Из Крыма, где он находился, поэт послал Горнфельду телеграмму (увы, не сохранившуюся), в которой приносил извинения и предлагал компенсацию. По его настоянию и издательство вскоре подтвердило его слова, впрочем, не принеся никому никаких извинений и даже теперь не назвав имен пострадавших переводчиков.
Осип Мандельштам для Горнфельда – «талантливый, но безпутный человечек, умница, свинья, мелкий жулик»101. Эта пятерка эпитетов выдает как знакомство с творчеством самого Мандельштама и признание его класса («талантливый», «умница»), так и крайнее раздражение в его адрес, возникшее скорее всего задолго до этой истории. Источник раздражения прямо называет А.Б. Дерман, друг и конфидент Горнфельда: «Какой надменно-аристократический тон, когда он трактует о разных там Михайловских и какая простенькая, вульгарная вороватость. Это не случайное совпадение, – и в том и в другом случае это преломление ницшеанства сквозь призму русского поросенка»102.
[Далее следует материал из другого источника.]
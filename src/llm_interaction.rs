use async_trait::async_trait;
use reqwest::Client;
use secrecy::ExposeSecret;
use serde::{Deserialize, Serialize};
use tracing::{debug, error, info, instrument};

use crate::agent::AgentProfile;
use crate::config::LlmConfig;
use crate::error::GenerationError;

const PROVIDER: &str = "Gemini";

/// The external text-generation capability every plan and answer comes from.
#[async_trait]
pub trait TextGenerator: Send + Sync {
    fn model_name(&self) -> &str;

    /// Runs one prompt under the agent's system instruction and returns the
    /// generated text.
    async fn generate(&self, agent: &AgentProfile, prompt: &str) -> Result<String, GenerationError>;
}

// Structures matching Gemini's generateContent endpoint
#[derive(Serialize)]
struct GeminiRequest {
    contents: Vec<GeminiContent>,
    #[serde(rename = "systemInstruction", skip_serializing_if = "Option::is_none")]
    system_instruction: Option<GeminiSystemInstruction>,
}

#[derive(Serialize)]
struct GeminiContent {
    role: &'static str,
    parts: Vec<GeminiTextPart>,
}

#[derive(Serialize)]
struct GeminiSystemInstruction {
    parts: Vec<GeminiTextPart>,
}

#[derive(Serialize)]
struct GeminiTextPart {
    text: String,
}

#[derive(Deserialize, Debug)]
struct GeminiResponse {
    candidates: Option<Vec<GeminiCandidate>>,
    error: Option<GeminiApiError>,
}

#[derive(Deserialize, Debug)]
struct GeminiCandidate {
    content: Option<GeminiCandidateContent>,
}

#[derive(Deserialize, Debug)]
struct GeminiCandidateContent {
    #[serde(default)]
    parts: Vec<GeminiPartResponse>,
}

#[derive(Deserialize, Debug)]
struct GeminiPartResponse {
    text: Option<String>,
}

#[derive(Deserialize, Debug)]
struct GeminiApiError {
    message: String,
}

pub struct GeminiClient {
    client: Client,
    endpoint: String,
    config: LlmConfig,
}

impl GeminiClient {
    /// Builds the HTTP client. Fails for an empty model id or if the client
    /// cannot be constructed; either leaves the page unusable.
    pub fn new(config: LlmConfig) -> Result<Self, GenerationError> {
        if config.model.trim().is_empty() {
            return Err(GenerationError::Init("model id is empty".to_string()));
        }

        let client = Client::builder()
            .timeout(config.request_timeout)
            .build()
            .map_err(|e| GenerationError::Init(e.to_string()))?;

        let endpoint = format!(
            "{}/v1beta/models/{}:generateContent",
            config.api_base.trim_end_matches('/'),
            config.model
        );
        info!("Using {} (model: {})", PROVIDER, config.model);

        Ok(Self {
            client,
            endpoint,
            config,
        })
    }

    fn request_failed(reason: impl ToString) -> GenerationError {
        GenerationError::Request {
            provider: PROVIDER.to_string(),
            reason: reason.to_string(),
        }
    }
}

#[async_trait]
impl TextGenerator for GeminiClient {
    fn model_name(&self) -> &str {
        &self.config.model
    }

    #[instrument(skip(self, agent, prompt), fields(agent = agent.name, model = %self.config.model))]
    async fn generate(&self, agent: &AgentProfile, prompt: &str) -> Result<String, GenerationError> {
        let request_payload = GeminiRequest {
            contents: vec![GeminiContent {
                role: "user",
                parts: vec![GeminiTextPart {
                    text: prompt.to_string(),
                }],
            }],
            system_instruction: agent.system_instruction().map(|text| GeminiSystemInstruction {
                parts: vec![GeminiTextPart { text }],
            }),
        };

        debug!(prompt_len = prompt.len(), "Sending generateContent request");

        let response = self
            .client
            .post(&self.endpoint)
            .header("x-goog-api-key", self.config.api_key.expose_secret())
            .json(&request_payload)
            .send()
            .await
            .map_err(|e| {
                error!(error = %e, "Gemini request could not be sent");
                Self::request_failed(e)
            })?;

        let status = response.status();
        if !status.is_success() {
            let body = response
                .text()
                .await
                .unwrap_or_else(|_| "Failed to read error body".to_string());
            error!(%status, %body, "Gemini API request failed");
            return Err(GenerationError::Status {
                provider: PROVIDER.to_string(),
                status,
                body,
            });
        }

        let gemini_response = response
            .json::<GeminiResponse>()
            .await
            .map_err(|e| GenerationError::Decode {
                provider: PROVIDER.to_string(),
                reason: e.to_string(),
            })?;

        if let Some(api_error) = gemini_response.error {
            error!(message = %api_error.message, "Gemini returned an error object");
            return Err(GenerationError::Api {
                provider: PROVIDER.to_string(),
                message: api_error.message,
            });
        }

        let text: String = gemini_response
            .candidates
            .into_iter()
            .flatten()
            .next()
            .and_then(|candidate| candidate.content)
            .map(|content| {
                content
                    .parts
                    .into_iter()
                    .filter_map(|part| part.text)
                    .collect::<String>()
            })
            .unwrap_or_default();

        if text.trim().is_empty() {
            return Err(GenerationError::EmptyResponse {
                provider: PROVIDER.to_string(),
            });
        }

        debug!(response_len = text.len(), "Received Gemini response");
        Ok(text.trim().to_string())
    }
}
Тут имеются в виду иронические характеристики, данные Мандельштамом Н.К. Михайловскому в «Шуме времени» (в главках «Эрфуртская программа» и, особенно, «Семья Синани»). Но Михайловский был центральной фигурой всего круга «Русского богатства», к которому прочно принадлежал и Горнфельд! Так что мандельштамовские «наезды» в глазах этого круга смотрелись актами неслыханного кощунства и святотатства.